Data for this task:

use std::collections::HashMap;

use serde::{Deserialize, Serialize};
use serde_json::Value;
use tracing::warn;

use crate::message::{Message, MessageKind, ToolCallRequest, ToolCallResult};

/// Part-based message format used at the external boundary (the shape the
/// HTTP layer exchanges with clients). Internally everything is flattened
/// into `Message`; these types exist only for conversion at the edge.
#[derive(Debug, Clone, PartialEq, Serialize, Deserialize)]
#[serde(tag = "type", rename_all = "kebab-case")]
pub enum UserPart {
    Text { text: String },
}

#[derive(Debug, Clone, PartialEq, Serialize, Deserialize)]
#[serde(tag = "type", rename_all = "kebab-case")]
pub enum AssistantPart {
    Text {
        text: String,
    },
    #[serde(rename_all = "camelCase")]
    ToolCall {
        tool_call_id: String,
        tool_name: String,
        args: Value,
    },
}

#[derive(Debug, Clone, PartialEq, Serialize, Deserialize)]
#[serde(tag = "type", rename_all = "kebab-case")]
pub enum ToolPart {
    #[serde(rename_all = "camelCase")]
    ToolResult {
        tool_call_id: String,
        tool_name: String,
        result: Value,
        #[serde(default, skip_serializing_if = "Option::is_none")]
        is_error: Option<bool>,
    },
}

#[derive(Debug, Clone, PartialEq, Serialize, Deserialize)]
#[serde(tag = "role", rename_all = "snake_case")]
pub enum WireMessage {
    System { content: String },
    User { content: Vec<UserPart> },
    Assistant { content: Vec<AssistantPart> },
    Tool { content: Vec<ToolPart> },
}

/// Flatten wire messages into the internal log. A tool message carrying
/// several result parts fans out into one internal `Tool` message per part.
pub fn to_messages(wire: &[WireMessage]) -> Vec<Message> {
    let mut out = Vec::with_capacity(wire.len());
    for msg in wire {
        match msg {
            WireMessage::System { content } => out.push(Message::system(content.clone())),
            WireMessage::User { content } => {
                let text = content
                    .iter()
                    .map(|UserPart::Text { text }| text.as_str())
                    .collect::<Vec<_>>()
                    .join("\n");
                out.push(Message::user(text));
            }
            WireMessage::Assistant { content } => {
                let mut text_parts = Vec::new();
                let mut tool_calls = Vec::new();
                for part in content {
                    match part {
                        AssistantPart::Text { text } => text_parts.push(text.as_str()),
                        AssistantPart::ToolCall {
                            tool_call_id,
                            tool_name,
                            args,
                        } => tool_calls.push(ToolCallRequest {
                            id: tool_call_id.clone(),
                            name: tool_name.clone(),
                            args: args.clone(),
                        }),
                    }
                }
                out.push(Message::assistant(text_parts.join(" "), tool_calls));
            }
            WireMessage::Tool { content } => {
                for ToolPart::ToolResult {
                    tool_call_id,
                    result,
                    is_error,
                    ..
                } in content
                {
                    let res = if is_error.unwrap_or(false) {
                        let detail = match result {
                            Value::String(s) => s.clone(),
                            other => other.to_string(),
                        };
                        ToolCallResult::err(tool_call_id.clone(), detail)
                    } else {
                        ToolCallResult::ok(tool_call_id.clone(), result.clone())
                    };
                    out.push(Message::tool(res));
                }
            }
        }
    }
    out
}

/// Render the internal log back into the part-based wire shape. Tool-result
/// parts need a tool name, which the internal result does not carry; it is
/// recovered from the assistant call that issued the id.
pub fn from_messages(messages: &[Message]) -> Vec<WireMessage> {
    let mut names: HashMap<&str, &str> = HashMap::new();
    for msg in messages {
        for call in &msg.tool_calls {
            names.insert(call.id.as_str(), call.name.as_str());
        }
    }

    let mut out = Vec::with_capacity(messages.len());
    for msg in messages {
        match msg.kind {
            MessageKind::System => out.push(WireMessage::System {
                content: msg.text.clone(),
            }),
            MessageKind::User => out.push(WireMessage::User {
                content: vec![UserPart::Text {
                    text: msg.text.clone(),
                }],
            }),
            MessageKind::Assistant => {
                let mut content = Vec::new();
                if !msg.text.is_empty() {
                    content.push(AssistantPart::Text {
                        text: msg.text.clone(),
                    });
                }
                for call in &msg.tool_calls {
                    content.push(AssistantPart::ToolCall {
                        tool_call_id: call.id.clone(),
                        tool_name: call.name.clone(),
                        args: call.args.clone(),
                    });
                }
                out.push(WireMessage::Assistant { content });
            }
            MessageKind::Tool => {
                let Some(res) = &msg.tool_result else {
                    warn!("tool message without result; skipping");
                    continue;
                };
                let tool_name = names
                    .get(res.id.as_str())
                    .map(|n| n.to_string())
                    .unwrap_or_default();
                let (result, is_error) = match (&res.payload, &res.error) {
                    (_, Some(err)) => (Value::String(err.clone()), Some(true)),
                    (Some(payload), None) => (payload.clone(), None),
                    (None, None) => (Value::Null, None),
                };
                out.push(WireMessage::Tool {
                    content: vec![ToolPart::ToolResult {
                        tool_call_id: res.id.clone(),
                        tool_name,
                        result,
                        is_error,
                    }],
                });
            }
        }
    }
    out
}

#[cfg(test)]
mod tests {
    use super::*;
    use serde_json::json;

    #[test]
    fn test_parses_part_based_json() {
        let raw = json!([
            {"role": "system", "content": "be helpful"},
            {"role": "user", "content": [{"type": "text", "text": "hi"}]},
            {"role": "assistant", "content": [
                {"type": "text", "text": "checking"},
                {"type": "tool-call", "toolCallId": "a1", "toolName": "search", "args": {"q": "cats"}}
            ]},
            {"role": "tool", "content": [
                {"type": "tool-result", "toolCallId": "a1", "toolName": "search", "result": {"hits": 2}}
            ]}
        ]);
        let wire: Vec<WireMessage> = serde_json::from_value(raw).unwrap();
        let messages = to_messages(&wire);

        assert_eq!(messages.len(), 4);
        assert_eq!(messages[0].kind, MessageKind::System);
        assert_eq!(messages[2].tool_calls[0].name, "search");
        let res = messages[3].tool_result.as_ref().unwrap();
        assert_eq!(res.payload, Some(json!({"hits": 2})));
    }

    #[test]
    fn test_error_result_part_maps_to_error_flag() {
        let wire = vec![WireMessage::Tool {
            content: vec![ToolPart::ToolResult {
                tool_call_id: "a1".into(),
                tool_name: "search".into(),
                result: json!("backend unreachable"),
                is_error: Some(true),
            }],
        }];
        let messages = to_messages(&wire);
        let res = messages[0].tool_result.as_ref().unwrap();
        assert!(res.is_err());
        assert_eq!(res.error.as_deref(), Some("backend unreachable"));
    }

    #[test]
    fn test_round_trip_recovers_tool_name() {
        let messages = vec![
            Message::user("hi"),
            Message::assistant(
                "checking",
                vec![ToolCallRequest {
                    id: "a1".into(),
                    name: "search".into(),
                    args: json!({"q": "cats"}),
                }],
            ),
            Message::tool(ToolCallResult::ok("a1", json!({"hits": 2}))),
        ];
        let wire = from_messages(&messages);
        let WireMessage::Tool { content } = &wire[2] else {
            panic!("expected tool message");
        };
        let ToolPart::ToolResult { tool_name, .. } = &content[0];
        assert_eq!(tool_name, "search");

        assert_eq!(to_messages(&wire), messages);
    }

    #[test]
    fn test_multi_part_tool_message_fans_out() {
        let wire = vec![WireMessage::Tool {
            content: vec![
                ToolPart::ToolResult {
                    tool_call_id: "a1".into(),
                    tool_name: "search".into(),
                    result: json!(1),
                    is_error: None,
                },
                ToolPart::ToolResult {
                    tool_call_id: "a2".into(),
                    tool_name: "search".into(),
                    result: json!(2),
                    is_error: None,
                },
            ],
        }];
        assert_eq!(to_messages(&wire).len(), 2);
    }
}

Activity: The entire listing above should be returned exactly as written.

Solution for this problem:
use std::collections::HashMap;

use serde::{Deserialize, Serialize};
use serde_json::Value;
use tracing::warn;

use crate::message::{Message, MessageKind, ToolCallRequest, ToolCallResult};

/// Part-based message format used at the external boundary (the shape the
/// HTTP layer exchanges with clients). Internally everything is flattened
/// into `Message`; these types exist only for conversion at the edge.
#[derive(Debug, Clone, PartialEq, Serialize, Deserialize)]
#[serde(tag = "type", rename_all = "kebab-case")]
pub enum UserPart {
    Text { text: String },
}

#[derive(Debug, Clone, PartialEq, Serialize, Deserialize)]
#[serde(tag = "type", rename_all = "kebab-case")]
pub enum AssistantPart {
    Text {
        text: String,
    },
    #[serde(rename_all = "camelCase")]
    ToolCall {
        tool_call_id: String,
        tool_name: String,
        args: Value,
    },
}

#[derive(Debug, Clone, PartialEq, Serialize, Deserialize)]
#[serde(tag = "type", rename_all = "kebab-case")]
pub enum ToolPart {
    #[serde(rename_all = "camelCase")]
    ToolResult {
        tool_call_id: String,
        tool_name: String,
        result: Value,
        #[serde(default, skip_serializing_if = "Option::is_none")]
        is_error: Option<bool>,
    },
}

#[derive(Debug, Clone, PartialEq, Serialize, Deserialize)]
#[serde(tag = "role", rename_all = "snake_case")]
pub enum WireMessage {
    System { content: String },
    User { content: Vec<UserPart> },
    Assistant { content: Vec<AssistantPart> },
    Tool { content: Vec<ToolPart> },
}

/// Flatten wire messages into the internal log. A tool message carrying
/// several result parts fans out into one internal `Tool` message per part.
pub fn to_messages(wire: &[WireMessage]) -> Vec<Message> {
    let mut out = Vec::with_capacity(wire.len());
    for msg in wire {
        match msg {
            WireMessage::System { content } => out.push(Message::system(content.clone())),
            WireMessage::User { content } => {
                let text = content
                    .iter()
                    .map(|UserPart::Text { text }| text.as_str())
                    .collect::<Vec<_>>()
                    .join("\n");
                out.push(Message::user(text));
            }
            WireMessage::Assistant { content } => {
                let mut text_parts = Vec::new();
                let mut tool_calls = Vec::new();
                for part in content {
                    match part {
                        AssistantPart::Text { text } => text_parts.push(text.as_str()),
                        AssistantPart::ToolCall {
                            tool_call_id,
                            tool_name,
                            args,
                        } => tool_calls.push(ToolCallRequest {
                            id: tool_call_id.clone(),
                            name: tool_name.clone(),
                            args: args.clone(),
                        }),
                    }
                }
                out.push(Message::assistant(text_parts.join(" "), tool_calls));
            }
            WireMessage::Tool { content } => {
                for ToolPart::ToolResult {
                    tool_call_id,
                    result,
                    is_error,
                    ..
                } in content
                {
                    let res = if is_error.unwrap_or(false) {
                        let detail = match result {
                            Value::String(s) => s.clone(),
                            other => other.to_string(),
                        };
                        ToolCallResult::err(tool_call_id.clone(), detail)
                    } else {
                        ToolCallResult::ok(tool_call_id.clone(), result.clone())
                    };
                    out.push(Message::tool(res));
                }
            }
        }
    }
    out
}

/// Render the internal log back into the part-based wire shape. Tool-result
/// parts need a tool name, which the internal result does not carry; it is
/// recovered from the assistant call that issued the id.
pub fn from_messages(messages: &[Message]) -> Vec<WireMessage> {
    let mut names: HashMap<&str, &str> = HashMap::new();
    for msg in messages {
        for call in &msg.tool_calls {
            names.insert(call.id.as_str(), call.name.as_str());
        }
    }

    let mut out = Vec::with_capacity(messages.len());
    for msg in messages {
        match msg.kind {
            MessageKind::System => out.push(WireMessage::System {
                content: msg.text.clone(),
            }),
            MessageKind::User => out.push(WireMessage::User {
                content: vec![UserPart::Text {
                    text: msg.text.clone(),
                }],
            }),
            MessageKind::Assistant => {
                let mut content = Vec::new();
                if !msg.text.is_empty() {
                    content.push(AssistantPart::Text {
                        text: msg.text.clone(),
                    });
                }
                for call in &msg.tool_calls {
                    content.push(AssistantPart::ToolCall {
                        tool_call_id: call.id.clone(),
                        tool_name: call.name.clone(),
                        args: call.args.clone(),
                    });
                }
                out.push(WireMessage::Assistant { content });
            }
            MessageKind::Tool => {
                let Some(res) = &msg.tool_result else {
                    warn!("tool message without result; skipping");
                    continue;
                };
                let tool_name = names
                    .get(res.id.as_str())
                    .map(|n| n.to_string())
                    .unwrap_or_default();
                let (result, is_error) = match (&res.payload, &res.error) {
                    (_, Some(err)) => (Value::String(err.clone()), Some(true)),
                    (Some(payload), None) => (payload.clone(), None),
                    (None, None) => (Value::Null, None),
                };
                out.push(WireMessage::Tool {
                    content: vec![ToolPart::ToolResult {
                        tool_call_id: res.id.clone(),
                        tool_name,
                        result,
                        is_error,
                    }],
                });
            }
        }
    }
    out
}

#[cfg(test)]
mod tests {
    use super::*;
    use serde_json::json;

    #[test]
    fn test_parses_part_based_json() {
        let raw = json!([
            {"role": "system", "content": "be helpful"},
            {"role": "user", "content": [{"type": "text", "text": "hi"}]},
            {"role": "assistant", "content": [
                {"type": "text", "text": "checking"},
                {"type": "tool-call", "toolCallId": "a1", "toolName": "search", "args": {"q": "cats"}}
            ]},
            {"role": "tool", "content": [
                {"type": "tool-result", "toolCallId": "a1", "toolName": "search", "result": {"hits": 2}}
            ]}
        ]);
        let wire: Vec<WireMessage> = serde_json::from_value(raw).unwrap();
        let messages = to_messages(&wire);

        assert_eq!(messages.len(), 4);
        assert_eq!(messages[0].kind, MessageKind::System);
        assert_eq!(messages[2].tool_calls[0].name, "search");
        let res = messages[3].tool_result.as_ref().unwrap();
        assert_eq!(res.payload, Some(json!({"hits": 2})));
    }

    #[test]
    fn test_error_result_part_maps_to_error_flag() {
        let wire = vec![WireMessage::Tool {
            content: vec![ToolPart::ToolResult {
                tool_call_id: "a1".into(),
                tool_name: "search".into(),
                result: json!("backend unreachable"),
                is_error: Some(true),
            }],
        }];
        let messages = to_messages(&wire);
        let res = messages[0].tool_result.as_ref().unwrap();
        assert!(res.is_err());
        assert_eq!(res.error.as_deref(), Some("backend unreachable"));
    }

    #[test]
    fn test_round_trip_recovers_tool_name() {
        let messages = vec![
            Message::user("hi"),
            Message::assistant(
                "checking",
                vec![ToolCallRequest {
                    id: "a1".into(),
                    name: "search".into(),
                    args: json!({"q": "cats"}),
                }],
            ),
            Message::tool(ToolCallResult::ok("a1", json!({"hits": 2}))),
        ];
        let wire = from_messages(&messages);
        let WireMessage::Tool { content } = &wire[2] else {
            panic!("expected tool message");
        };
        let ToolPart::ToolResult { tool_name, .. } = &content[0];
        assert_eq!(tool_name, "search");

        assert_eq!(to_messages(&wire), messages);
    }

    #[test]
    fn test_multi_part_tool_message_fans_out() {
        let wire = vec![WireMessage::Tool {
            content: vec![
                ToolPart::ToolResult {
                    tool_call_id: "a1".into(),
                    tool_name: "search".into(),
                    result: json!(1),
                    is_error: None,
                },
                ToolPart::ToolResult {
                    tool_call_id: "a2".into(),
                    tool_name: "search".into(),
                    result: json!(2),
                    is_error: None,
                },
            ],
        }];
        assert_eq!(to_messages(&wire).len(), 2);
    }
}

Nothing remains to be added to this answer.